JAKARTA - Ketua Pengurus Besar Ikatan Dokter Indonesia (PB IDI) Daeng M Faqih meyakini Badan Pengawas Obat dan Makanan (BPOM) profesional. Dia bilang, jika badan ini tak profesional maka obat dan vaksin yang saat ini tersebar di Tanah Air bakal tak karuan.

"Kalau kita bilang BPOM enggak profesional, sudah buyar semua itu obat-obatan, vaksin yang jumlahnya ribuan, jutaan," kata Daeng dalam diskusi secara daring yang ditayangkan di YouTube, Sabtu, 17 April.

Dia juga angkat bicara soal polemik hubungan Komisi IX DPR RI dengan BPOM yang terkesan tak akur karena vaksin COVID-19 pengembangan eks Menteri Kesehatan Terawan Agus Putranto. Kata dia, DPR RI khususnya Komisi IX yang merupakan mitra BPOM boleh melakukan pengawasan.

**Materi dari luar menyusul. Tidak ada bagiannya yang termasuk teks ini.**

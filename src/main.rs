use std::env;
use std::sync::Arc;

use poise::serenity_prelude::{self as serenity};
use serenity::GatewayIntents;
use tracing::info;

use warden::moderation::SerenityPlatform;
use warden::{Data, Error, commands, handlers, logging};

/// Main function to run the bot
async fn async_main() -> Result<(), Error> {
    // Initialize logging
    logging::init()?;

    // Load environment variables
    let token = env::var("DISCORD_TOKEN").expect("DISCORD_TOKEN must be set");

    // Set up the bot's data over a standalone HTTP handle
    let http = Arc::new(serenity::Http::new(&token));
    let platform = Arc::new(SerenityPlatform::new(http));
    let data = Data::load(platform).await;

    // Background tasks: expiry reconciliation and the stale-lock reaper
    data.expiry.start(data.settings.ban_poll_interval_secs);
    data.guard
        .start_reaper(60 * u64::try_from(data.settings.stale_lock_minutes).unwrap_or(10));

    // Configure the Poise framework
    let framework_data = data.clone();
    let framework = poise::Framework::builder()
        .options(poise::FrameworkOptions {
            commands: vec![
                commands::ping(),
                commands::punish(),
                commands::case(),
                commands::punishments(),
            ],
            pre_command: |ctx| {
                Box::pin(async move {
                    // Log the start of command execution
                    logging::log_command_start(ctx);
                })
            },
            post_command: |ctx| {
                Box::pin(async move {
                    // Log the end of command execution
                    logging::log_command_end(ctx);
                })
            },
            on_error: |error| {
                Box::pin(async move {
                    // Log the error using our logging system
                    logging::log_command_error(&error);
                })
            },
            ..Default::default()
        })
        .setup(|ctx, _ready, framework| {
            Box::pin(async move {
                poise::builtins::register_globally(ctx, &framework.options().commands).await?;
                Ok(framework_data)
            })
        })
        .build();

    // Configure the Serenity client. Member and ban events need the
    // privileged GUILD_MEMBERS intent.
    let intents = GatewayIntents::non_privileged()
        | GatewayIntents::GUILD_MEMBERS
        | GatewayIntents::MESSAGE_CONTENT;
    let mut client = serenity::ClientBuilder::new(token, intents)
        .event_handler(handlers::Handler)
        .framework(framework)
        .await
        .expect("Failed to create client");

    // The gateway handlers pull the shared data out of the type map
    client.data.write().await.insert::<Data>(data.clone());

    // Graceful shutdown: stop the expiry task and the gateway on Ctrl-C
    let shard_manager = client.shard_manager.clone();
    let shutdown_data = data.clone();
    tokio::spawn(async move {
        if tokio::signal::ctrl_c().await.is_ok() {
            info!("Shutting down");
            shutdown_data.expiry.shutdown().await;
            shard_manager.shutdown_all().await;
        }
    });

    info!("Starting bot...");
    // Start the bot
    if let Err(err) = client.start().await {
        eprintln!("Error starting the bot: {err}");
    }

    Ok(())
}

fn main() {
    // Run the async main function
    let result = tokio::runtime::Builder::new_multi_thread()
        .enable_all()
        .build()
        .unwrap()
        .block_on(async_main());

    // Handle any errors that occurred during execution
    if let Err(err) = result {
        eprintln!("Error: {err}");
    }
}
//! The moderation core for Warden
//!
//! Everything here is headless: the wizard, authority checks, punishment
//! execution, and expiry reconciliation operate on traits and plain data, so
//! the whole punishment lifecycle is testable without a gateway connection.

mod authority;
mod case;
mod duration;
mod error;
mod expiry;
mod guard;
mod punishment;
mod wizard;

pub use authority::{AuthorityConfig, MemberProfile, Rank, RankLadder, validate_action};
pub use case::{
    Case, CaseRepository, CaseType, CaseUpdate, MAX_REASON_LEN, MemoryCaseRepository, NewCase,
};
pub use duration::{ParsedLength, parse_length};
pub use error::{ModerationError, ModerationResult};
pub use expiry::{BAN_POLL_INTERVAL_SECS, ExpiryService};
pub use guard::{GuardEntry, STALE_LOCK_MINUTES, TargetGuard};
pub use punishment::{
    ActionMode, PlatformActor, Punishment, PunishmentKind, SentMessage, SerenityPlatform,
    UserSnapshot, max_timeout,
};
pub use wizard::{
    EditField, PunishmentDraft, WIZARD_TIMEOUT_SECS, WizardEvent, WizardReply, WizardSession,
    WizardStage, length_presets, reason_presets,
};

#[cfg(test)]
pub use case::MockCaseRepository;
#[cfg(test)]
pub use punishment::MockPlatformActor;

/// Request type for the expiry reconciliation task
#[derive(Debug, Clone)]
pub enum ModerationCheckRequest {
    /// Reconcile every registered guild now
    CheckAll,
    /// Reconcile a single guild
    CheckGuild { guild_id: poise::serenity_prelude::GuildId },
    /// Shut the reconciliation task down
    Shutdown,
}
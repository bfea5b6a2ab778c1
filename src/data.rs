use std::{
    default::Default,
    ops::Deref,
    sync::Arc,
};

use dashmap::DashMap;
use poise::serenity_prelude as serenity;
use serde::{Deserialize, Serialize};
use serenity::prelude::TypeMapKey;

use crate::moderation::{
    AuthorityConfig, ExpiryService, MemoryCaseRepository, PlatformActor, RankLadder,
    STALE_LOCK_MINUTES, TargetGuard, WIZARD_TIMEOUT_SECS,
};

/// Guild configuration structure.
#[derive(Debug, Clone, Serialize, Deserialize)]
pub struct GuildConfig {
    // The ID of the guild
    pub guild_id: u64,
    // Role applied to jailed members
    pub jail_role_id: Option<u64>,
    // Whether moderators may themselves be punished in this guild
    pub allow_punishing_moderators: bool,
    // Appeal link included in ban notifications
    pub ban_appeal_url: Option<String>,
    // Channel for public moderation logs
    pub moderation_log_channel_id: Option<u64>,
    // Whether jail notifications use the kidnapping flavour text
    pub kidnap_flavour: bool,
    // Rank ladder; set only for the home guild. Other guilds fall back to
    // channel-resolved permission bits.
    pub ladder: Option<RankLadder>,
}

impl Default for GuildConfig {
    fn default() -> Self {
        Self {
            guild_id: 0,
            jail_role_id: None,
            allow_punishing_moderators: false,
            ban_appeal_url: None,
            moderation_log_channel_id: None,
            kidnap_flavour: false,
            ladder: None,
        }
    }
}

impl GuildConfig {
    /// The authority-relevant slice of this config
    #[must_use]
    pub fn authority(&self) -> AuthorityConfig {
        AuthorityConfig {
            ladder: self.ladder.clone(),
            allow_punishing_moderators: self.allow_punishing_moderators,
            jail_role: self.jail_role_id.map(serenity::RoleId::new),
        }
    }
}

/// Process-wide moderation tunables
#[derive(Debug, Clone, Serialize, Deserialize)]
pub struct ModerationSettings {
    // Days until a warning expires when no length is chosen
    pub warning_default_expiry_days: i64,
    // Minutes before an abandoned wizard lock is force-released
    pub stale_lock_minutes: i64,
    // Seconds between expired-ban reconciliation passes
    pub ban_poll_interval_secs: u64,
    // Seconds of wizard inactivity before the session times out
    pub wizard_timeout_secs: u64,
    // User ids shown full error detail instead of the generic message
    pub operator_ids: Vec<u64>,
}

impl Default for ModerationSettings {
    fn default() -> Self {
        Self {
            warning_default_expiry_days: 90,
            stale_lock_minutes: STALE_LOCK_MINUTES,
            ban_poll_interval_secs: crate::moderation::BAN_POLL_INTERVAL_SECS,
            wizard_timeout_secs: WIZARD_TIMEOUT_SECS,
            operator_ids: Vec::new(),
        }
    }
}

impl ModerationSettings {
    #[must_use]
    pub fn is_operator(&self, user_id: serenity::UserId) -> bool {
        self.operator_ids.contains(&user_id.get())
    }
}

/// Centralized data structure for the bot
#[derive(Clone)]
pub struct Data(pub Arc<DataInner>);

// Implement TypeMapKey for Data to allow storing it in Serenity's data map
impl TypeMapKey for Data {
    type Value = Data;
}

impl std::fmt::Debug for Data {
    fn fmt(&self, f: &mut std::fmt::Formatter<'_>) -> std::fmt::Result {
        f.debug_struct("Data")
            .field("guild_configs", &self.guild_configs)
            .field("settings", &self.settings)
            .finish_non_exhaustive()
    }
}

impl Deref for Data {
    type Target = DataInner;

    fn deref(&self) -> &Self::Target {
        &self.0
    }
}

impl Data {
    /// Create a new Data instance over a platform handle
    #[must_use]
    pub fn new(platform: Arc<dyn PlatformActor>) -> Self {
        Self(Arc::new(DataInner::new(platform, ModerationSettings::default())))
    }

    /// Load data from the YAML files
    pub async fn load(platform: Arc<dyn PlatformActor>) -> Self {
        Self(Arc::new(DataInner::load(platform).await))
    }

    /// Save data to the YAML files
    /// # Errors
    /// This function will return an error if:
    /// - The data directory cannot be created
    /// - The configurations or cases cannot be serialized to YAML
    /// - The YAML data cannot be written out
    pub async fn save(&self) -> Result<(), crate::Error> {
        self.0.save().await
    }

    /// Get the guild configuration for a guild, falling back to defaults
    #[must_use]
    pub fn guild_config(&self, guild_id: serenity::GuildId) -> GuildConfig {
        self.0
            .guild_configs
            .get(&guild_id)
            .map_or_else(
                || GuildConfig {
                    guild_id: guild_id.get(),
                    ..Default::default()
                },
                |entry| entry.value().clone(),
            )
    }

    /// Insert or replace a guild configuration
    pub fn set_guild_config(&self, config: GuildConfig) {
        self.0
            .guild_configs
            .insert(serenity::GuildId::new(config.guild_id), config);
    }
}

/// Main centralized data structure for the bot
pub struct DataInner {
    // Map of guild_id -> guild configuration
    pub guild_configs: DashMap<serenity::GuildId, GuildConfig>,
    // Process-wide moderation tunables
    pub settings: ModerationSettings,
    // All punishment cases, snapshotted to YAML on save
    pub cases: MemoryCaseRepository,
    // Per-(guild, target) wizard locks
    pub guard: TargetGuard,
    // Background expiry reconciliation
    pub expiry: ExpiryService,
    // Platform side effects, shared with the expiry service
    pub platform: Arc<dyn PlatformActor>,
}

const CONFIG_FILE: &str = "data/guild_configs.yaml";
const SETTINGS_FILE: &str = "data/settings.yaml";
const CASES_FILE: &str = "data/cases.yaml";
const DATA_DIR: &str = "data";

impl DataInner {
    #[must_use]
    pub fn new(platform: Arc<dyn PlatformActor>, settings: ModerationSettings) -> Self {
        let cases = MemoryCaseRepository::new();
        let guard = TargetGuard::new(chrono::Duration::minutes(settings.stale_lock_minutes));
        let expiry = ExpiryService::new(Arc::new(cases.clone()), Arc::clone(&platform));
        Self {
            guild_configs: DashMap::new(),
            settings,
            cases,
            guard,
            expiry,
            platform,
        }
    }

    /// Load configurations, settings, and cases from their YAML files.
    /// Missing or unreadable files leave the corresponding part empty.
    pub async fn load(platform: Arc<dyn PlatformActor>) -> Self {
        let settings = match tokio::fs::read_to_string(SETTINGS_FILE).await {
            Ok(content) => serde_yaml::from_str(&content).unwrap_or_default(),
            Err(_) => ModerationSettings::default(),
        };

        let data = Self::new(platform, settings);

        if let Ok(file_content) = tokio::fs::read_to_string(CONFIG_FILE).await {
            if let Ok(configs) = serde_yaml::from_str::<Vec<GuildConfig>>(&file_content) {
                for config in configs {
                    let guild_id = serenity::GuildId::new(config.guild_id);
                    data.guild_configs.insert(guild_id, config);
                }
            }
        }

        if let Ok(file_content) = tokio::fs::read_to_string(CASES_FILE).await {
            if let Ok(cases) = serde_yaml::from_str(&file_content) {
                data.cases.restore(cases);
            }
        }

        data
    }

    /// Save configurations, settings, and cases to their YAML files
    ///
    /// # Errors
    ///
    /// This function will return an error if:
    /// - The data directory cannot be created
    /// - Serialization to YAML fails
    /// - Any of the files cannot be written
    pub async fn save(&self) -> Result<(), crate::Error> {
        if !std::path::Path::new(DATA_DIR).exists() {
            tokio::fs::create_dir_all(DATA_DIR).await?;
        }

        let configs: Vec<GuildConfig> = self
            .guild_configs
            .iter()
            .map(|entry| entry.value().clone())
            .collect();
        let yaml = serde_yaml::to_string(&configs)?;
        tokio::fs::write(CONFIG_FILE, yaml).await?;

        let settings_yaml = serde_yaml::to_string(&self.settings)?;
        tokio::fs::write(SETTINGS_FILE, settings_yaml).await?;

        let cases_yaml = serde_yaml::to_string(&self.cases.snapshot())?;
        tokio::fs::write(CASES_FILE, cases_yaml).await?;

        Ok(())
    }
}

/// Tests for the data module
#[cfg(test)]
mod tests {
    use super::*;
    use crate::moderation::MockPlatformActor;

    fn data() -> Data {
        Data::new(Arc::new(MockPlatformActor::new()))
    }

    #[test]
    fn test_data_new() {
        let data = data();
        assert_eq!(data.guild_configs.len(), 0);
        assert!(data.cases.snapshot().is_empty());
        assert_eq!(data.settings.warning_default_expiry_days, 90);
    }

    #[test]
    fn test_guild_config_default_and_fallback() {
        let config = GuildConfig::default();
        assert_eq!(config.guild_id, 0);
        assert!(config.jail_role_id.is_none());
        assert!(!config.allow_punishing_moderators);
        assert!(config.ladder.is_none());

        // Unknown guild gets a default carrying its own id
        let data = data();
        let config = data.guild_config(serenity::GuildId::new(12345));
        assert_eq!(config.guild_id, 12345);
    }

    #[test]
    fn test_settings_defaults_match_tunables() {
        let settings = ModerationSettings::default();
        assert_eq!(settings.stale_lock_minutes, 10);
        assert_eq!(settings.ban_poll_interval_secs, 5);
        assert_eq!(settings.wizard_timeout_secs, 240);
        assert!(!settings.is_operator(serenity::UserId::new(1)));
    }

    #[test]
    fn test_guild_config_serialization() {
        let config = GuildConfig {
            guild_id: 12345,
            jail_role_id: Some(77),
            allow_punishing_moderators: true,
            ban_appeal_url: Some("https://example.com/appeal".to_string()),
            moderation_log_channel_id: Some(54321),
            kidnap_flavour: true,
            ladder: Some(RankLadder {
                developer_ids: vec![1],
                moderator_roles: vec![30],
                ..Default::default()
            }),
        };

        let serialized = serde_yaml::to_string(&config).expect("Failed to serialize");
        assert!(serialized.contains("guild_id: 12345"));
        assert!(serialized.contains("jail_role_id: 77"));
        assert!(serialized.contains("allow_punishing_moderators: true"));

        let deserialized: GuildConfig =
            serde_yaml::from_str(&serialized).expect("Failed to deserialize");
        assert_eq!(deserialized.guild_id, 12345);
        assert_eq!(deserialized.jail_role_id, Some(77));
        let ladder = deserialized.ladder.expect("ladder survives round trip");
        assert_eq!(ladder.moderator_roles, vec![30]);
    }

    #[test]
    fn test_authority_slice_mapping() {
        let config = GuildConfig {
            guild_id: 12345,
            jail_role_id: Some(77),
            allow_punishing_moderators: true,
            ..Default::default()
        };
        let authority = config.authority();
        assert_eq!(authority.jail_role, Some(serenity::RoleId::new(77)));
        assert!(authority.allow_punishing_moderators);
        assert!(authority.ladder.is_none());
    }
}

"Tapi, menurut saya apa yang dilakukan DPR itu (cukup, red) mengawasi kinerja bukan mengambil alih kinerja," tegasnya.

"Kalau sampai mengambil alih kinerja, saya khawatir kegiatan lembaga, badan kalau disitu tidak bisa kemudian menggunakan pendekatan lain, misalnya ke DPR untuk diselesaikan. Kalau kayak gini berat," imbuh Daeng.

Dirinya juga khawatir BPOM rentan dimasuki kepentingan politis jika hal semacam ini terus dibiarkan. Sehingga, seluruh pekerjaan badan tersebut harusnya dijaga sesuai dengan prosedur keilmuan.

"Jangan sampai prosedur ini ada intervensi. Termasuk ada dukung-dukungan tokoh. Ini kalau di dunia keilmuan enggak ada dasar ilmunya," jelas Daeng.

Apalagi, dia menganggap, keputusan apapun yang diambil oleh para anggota parlemen itu adalah keputusan politis. "Meski ada pakarnya, tapi keputusan terakhir tetap nilainya keputusan politik," ujarnya.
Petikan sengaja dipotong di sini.